▶ **INSTRUCTIONS TO FOLLOW**: Look over the listing below and tally the lines in which the word "HeaderName" turns up. Answer with the tally only.

▶ **DATA IN THIS EXERCISE**:
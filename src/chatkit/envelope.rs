// ABOUTME: Wraps offline payloads with a fallback diagnostic and the offline marker header
// ABOUTME: Merges fallback_reason into context and answers 200 so clients degrade gracefully
//
// SPDX-License-Identifier: MIT OR Apache-2.0
// Copyright (c) 2025 Pierre Fitness Intelligence

//! Offline response envelope

use super::models::{FallbackReason, OfflineDiagnostic};
use crate::constants::headers::{BACKEND_STATUS_OFFLINE, RAG_BACKEND_STATUS};
use axum::{
    http::{HeaderName, HeaderValue, StatusCode},
    response::{IntoResponse, Response},
    Json,
};
use serde_json::{Map, Value};

/// Merge the diagnostic into `payload.context`, keeping existing context keys
///
/// A missing or non-object `context` is replaced by a fresh object. A
/// non-object payload is wrapped as `{"data": payload}` so the marker always
/// has somewhere to live.
#[must_use]
pub fn attach_fallback_reason(payload: Value, reason: FallbackReason) -> Value {
    let diagnostic = OfflineDiagnostic::from(reason);

    let mut object = match payload {
        Value::Object(map) => map,
        Value::Null => Map::new(),
        other => {
            let mut map = Map::new();
            map.insert("data".to_owned(), other);
            map
        }
    };

    let context = object
        .entry("context")
        .or_insert_with(|| Value::Object(Map::new()));
    if !context.is_object() {
        *context = Value::Object(Map::new());
    }
    if let Value::Object(context) = context {
        context.insert(
            "fallback_reason".to_owned(),
            Value::String(diagnostic.fallback_reason),
        );
    }

    Value::Object(object)
}

/// Render an offline payload as a successful, marked response
#[must_use]
pub fn respond_with_offline_payload(payload: Value, reason: FallbackReason) -> Response {
    let body = attach_fallback_reason(payload, reason);
    (
        StatusCode::OK,
        [(
            HeaderName::from_static(RAG_BACKEND_STATUS),
            HeaderValue::from_static(BACKEND_STATUS_OFFLINE),
        )],
        Json(body),
    )
        .into_response()
}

▶ **YOUR SOLUTION**: 2